Ilhas, escolas e jardins de emancipação

Pavilhão Português, Bienal de Veneza de 2024

 

Entrar em Greenhouse é mergulhar num testamento vivo à capacidade de resistência e interligação. Este ambicioso projeto coletivo pensa a ecologia (a partir de "oikos", do grego antigo, que significa "lar") da casa, do lar — que é, como diz a teórica Gayatri Spivak, um sítio onde não precisamos de nos justificar perante estranhos. Trata-se de um espaço construído para o encontro; um espaço em que as biografias e relações pessoais das três autoras do Pavilhão Português configuram o ponto de partida para a criação de um refúgio. Em conjunto, a artista e curadora Mónica de Miranda, a historiadora e organizadora político-social Sónia Vaz Borges e a coreógrafa e investigadora Vânia Gala exploram eixos espiralados no espaço e tempo, centrando-se em histórias partilhadas. No ano em que Portugal celebra o 50.º aniversário da Revolução dos Cravos de 25 de abril de 1974, responsável pelo fim da ditadura fascista que havia regido o país durante quatro décadas e que então procurava derrotar os movimentos de libertação das colónias, é de ressalvar o importante sinal de alento que a representação portuguesa na Bienal de Veneza transmite, constituindo-se por um coletivo oriundo da diáspora africana.

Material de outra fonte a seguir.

//! DNS-01 challenge solving
//!
//! Records are published for every pending authorization first, then the
//! solver waits until each is visible. Whatever happens afterwards, every
//! published record must be handed back to [`Dns01Solver::cleanup_all`].

use std::sync::Arc;

use base64::engine::general_purpose::URL_SAFE_NO_PAD;
use base64::Engine;
use sha2::{Digest, Sha256};
use tracing::{debug, info, warn};

use super::propagation::PropagationChecker;
use super::provider::{
    challenge_record_fqdn, normalize_domain, DnsProvider, DnsResult, ACME_CHALLENGE_RECORD,
};

/// A challenge record published at the DNS provider
#[derive(Debug, Clone, PartialEq, Eq)]
pub struct PresentedRecord {
    /// Domain being validated, possibly a wildcard
    pub domain: String,
    /// `_acme-challenge.{domain}` without the wildcard label
    pub record_name: String,
    /// TXT value
    pub record_value: String,
    /// Provider identifier used for deletion
    pub record_id: String,
}

/// Publishes, verifies and removes DNS-01 challenge records
#[derive(Debug)]
pub struct Dns01Solver {
    provider: Arc<dyn DnsProvider>,
    checker: PropagationChecker,
}

impl Dns01Solver {
    pub fn new(provider: Arc<dyn DnsProvider>, checker: PropagationChecker) -> Self {
        Self { provider, checker }
    }

    pub fn provider_name(&self) -> &'static str {
        self.provider.name()
    }

    /// base64url (unpadded) SHA-256 digest of the key authorization
    pub fn compute_challenge_value(key_authorization: &str) -> String {
        URL_SAFE_NO_PAD.encode(Sha256::digest(key_authorization.as_bytes()))
    }

    /// Create the challenge TXT record for `domain`
    pub async fn present(&self, domain: &str, key_authorization: &str) -> DnsResult<PresentedRecord> {
        let record_name = challenge_record_fqdn(domain);
        let record_value = Self::compute_challenge_value(key_authorization);

        info!(
            domain = %domain,
            record = %record_name,
            provider = self.provider.name(),
            "Creating DNS-01 challenge record"
        );

        let record_id = self
            .provider
            .create_txt_record(normalize_domain(domain), ACME_CHALLENGE_RECORD, &record_value)
            .await?;

        debug!(domain = %domain, record_id = %record_id, "Challenge record created");

        Ok(PresentedRecord {
            domain: domain.to_string(),
            record_name,
            record_value,
            record_id,
        })
    }

    /// Wait until the record is visible to the configured resolvers
    pub async fn await_propagation(&self, record: &PresentedRecord) -> DnsResult<()> {
        self.checker
            .wait_for_propagation(&record.domain, &record.record_value)
            .await?;
        info!(domain = %record.domain, "DNS-01 challenge record propagated");
        Ok(())
    }

    /// Delete one challenge record
    pub async fn cleanup(&self, record: &PresentedRecord) -> DnsResult<()> {
        self.provider
            .delete_txt_record(normalize_domain(&record.domain), &record.record_id)
            .await?;
        debug!(domain = %record.domain, record_id = %record.record_id, "Challenge record removed");
        Ok(())
    }

    /// Delete every record, logging failures without stopping
    pub async fn cleanup_all(&self, records: &[PresentedRecord]) {
        for record in records {
            if let Err(e) = self.cleanup(record).await {
                warn!(
                    domain = %record.domain,
                    record_id = %record.record_id,
                    error = %e,
                    "Failed to clean up challenge record"
                );
            }
        }
    }
}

As três artistas curadoras não vêm sozinhas: pelo contrário, trazem com elas incontáveis vozes provenientes da mesma diáspora que foram convidadas para marcar presença na exposição e participar no respetivo programa — não como meros adereços, mas enquanto partes constituintes do projeto. As várias linhas do programa, como tal, integram mais de 45 colaboradores, acolhendo relações de longa data e alianças mais recentes entre investigadores nacionais e internacionais, performers, curadores, artistas e coletivos. No mesmo sentido, também a infinita inteligência das plantas foi convidada a intervir. "As plantas são a base da própria vida" (Shiva, 2019), como diz a ativista ambiental indiana Vandana Shiva, defensora da soberania alimentar e uma das principais influências do ponto de vista teórico para a forma como as artistas pensam a instalação. As plantas dominam o espaço — afinal, trata-se de uma estufa, um "jardim crioulo" (o conceito desenvolvido por Édouard Glissant para designar uma prática de distribuição partilhada avessa às plantations), um arquipélago de ilhas-jardins que atravessamos com os nossos corpos, tornando-se estes a água que as liga, enquanto caminhamos pelo elegante piso de madeira do segundo andar do Palazzo Franchetti, perto da Ponte dell'Accademia, no Grande Canal de Veneza. Embora a água, enquanto elemento, possa estar fisicamente ausente, é, no entanto, convocada, ou representada, pelo formato livre das ilhas-jardins, pela sensação que temos de estar fora daquilo que se considera o continente, ou o mainstream. Encontramo-nos no intervalo entre dois estados distintos: o sólido e o líquido, a terra e o mar. Existe enraizamento, mas também fluidez — é essa a condição da diáspora.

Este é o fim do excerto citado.